■ WHAT THE EXERCISE ASKS: Retype exactly, and only, the lines from the one that contains "(first 16 chars)." through the final line of the entries.

===== DATASET CONTENT

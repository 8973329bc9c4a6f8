//! The policy table: priority-ordered rulesets plus the privileged escape
//! hatch.

use crate::error::PolicyError;
use crate::role::{Role, RoleSet};
use crate::ruleset::Ruleset;
use serde::{Deserialize, Serialize};
use std::collections::HashSet;

/// Priority-ordered confinement policy for a deployment.
///
/// Resolution is deterministic and side-effect free: the privileged roles
/// suppress everything, otherwise the first ruleset (in declaration order)
/// whose role the session holds wins. At most one ruleset is ever active.
#[derive(Debug, Clone, Default, Serialize, Deserialize)]
pub struct PolicyTable {
    /// Roles that disable all enforcement for the session.
    privileged: HashSet<Role>,

    /// Rulesets in priority order (first match wins).
    rulesets: Vec<Ruleset>,
}

impl PolicyTable {
    pub fn new() -> Self {
        Self::default()
    }

    /// Add a privileged role.
    pub fn privilege(mut self, role: impl Into<Role>) -> Self {
        self.privileged.insert(role.into());
        self
    }

    /// Append a ruleset at the lowest priority so far.
    pub fn ruleset(mut self, ruleset: Ruleset) -> Self {
        self.rulesets.push(ruleset);
        self
    }

    /// Check table invariants.
    ///
    /// Rejects duplicate ruleset roles, privileged roles that also carry a
    /// ruleset, and empty landing routes.
    pub fn check(&self) -> Result<(), PolicyError> {
        let mut seen = HashSet::new();
        for rs in &self.rulesets {
            if rs.landing.trim_matches('/').is_empty() {
                return Err(PolicyError::EmptyLanding {
                    role: rs.role.to_string(),
                });
            }
            if !seen.insert(&rs.role) {
                return Err(PolicyError::DuplicateRuleset {
                    role: rs.role.to_string(),
                });
            }
            if self.privileged.contains(&rs.role) {
                return Err(PolicyError::PrivilegedRuleset {
                    role: rs.role.to_string(),
                });
            }
        }
        Ok(())
    }

    /// Check whether the session holds a privileged role.
    pub fn is_privileged(&self, roles: &RoleSet) -> bool {
        roles.contains_any(self.privileged.iter())
    }

    /// Resolve the active ruleset for a session.
    ///
    /// Returns `None` when a privileged role is present (admin escape
    /// hatch) or no restricted role matches.
    pub fn resolve(&self, roles: &RoleSet) -> Option<&Ruleset> {
        if self.is_privileged(roles) {
            return None;
        }
        self.rulesets.iter().find(|rs| roles.contains(&rs.role))
    }

    /// Privileged roles, for fingerprinting.
    pub fn privileged_roles(&self) -> impl Iterator<Item = &Role> {
        self.privileged.iter()
    }

    /// All rulesets in priority order.
    pub fn rulesets(&self) -> &[Ruleset] {
        &self.rulesets
    }
}
//! Policy fingerprinting for epoch derivation.

use crate::table::PolicyTable;
use serde::{Deserialize, Serialize};
use sha2::{Digest, Sha256};

/// Content-addressed fingerprint of a policy table.
///
/// Enforcement marks carry the fingerprint (via the epoch) they were set
/// under; a policy edit changes the fingerprint and thereby invalidates
/// every prior mark without a sweep.
#[derive(Debug, Clone, PartialEq, Eq, Hash, Serialize, Deserialize)]
pub struct PolicyFingerprint {
    /// SHA-256 hash of the table.
    pub hash: String,
    /// Fingerprint scheme version.
    pub version: u64,
}

impl PolicyFingerprint {
    /// Compute the fingerprint for a policy table.
    pub fn compute(table: &PolicyTable) -> Self {
        let mut hasher = Sha256::new();

        let mut privileged: Vec<&str> = table.privileged_roles().map(|r| r.as_str()).collect();
        privileged.sort_unstable();
        for role in privileged {
            hasher.update(role.as_bytes());
            hasher.update([0u8]);
        }

        for rs in table.rulesets() {
            hasher.update(rs.role.as_str().as_bytes());
            hasher.update([0u8]);
            hasher.update(rs.landing.as_bytes());
            hasher.update([0u8]);
            hasher.update(rs.restrictions.bits().to_le_bytes());

            let mut labels: Vec<&str> = rs.blocked_labels.iter().map(String::as_str).collect();
            labels.sort_unstable();
            for label in labels {
                hasher.update(label.as_bytes());
                hasher.update([1u8]);
            }

            let mut prefixes: Vec<&str> =
                rs.blocked_route_prefixes.iter().map(String::as_str).collect();
            prefixes.sort_unstable();
            for prefix in prefixes {
                hasher.update(prefix.as_bytes());
                hasher.update([2u8]);
            }

            for entry in &rs.sidebar {
                hasher.update(entry.label.as_bytes());
                hasher.update([3u8]);
                hasher.update(entry.target.as_bytes());
                hasher.update([3u8]);
            }
        }

        let hash = hex::encode(hasher.finalize());

        Self { hash, version: 1 }
    }

    /// Get a short version of the hash (first 16 chars).
    pub fn short(&self) -> &str {
        &self.hash[..16.min(self.hash.len())]
    }

    /// Convert to u64 for embedding in epochs and journals.
    pub fn to_u64(&self) -> u64 {
        let bytes: [u8; 8] = self.hash.as_bytes()[..8].try_into().unwrap_or([0; 8]);
        u64::from_le_bytes(bytes)
    }
}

==========

■ EXERCISE OUTPUT:
    /// Get a short version of the hash (first 16 chars).
    pub fn short(&self) -> &str {
        &self.hash[..16.min(self.hash.len())]
    }

    /// Convert to u64 for embedding in epochs and journals.
    pub fn to_u64(&self) -> u64 {
        let bytes: [u8; 8] = self.hash.as_bytes()[..8].try_into().unwrap_or([0; 8]);
        u64::from_le_bytes(bytes)
    }
}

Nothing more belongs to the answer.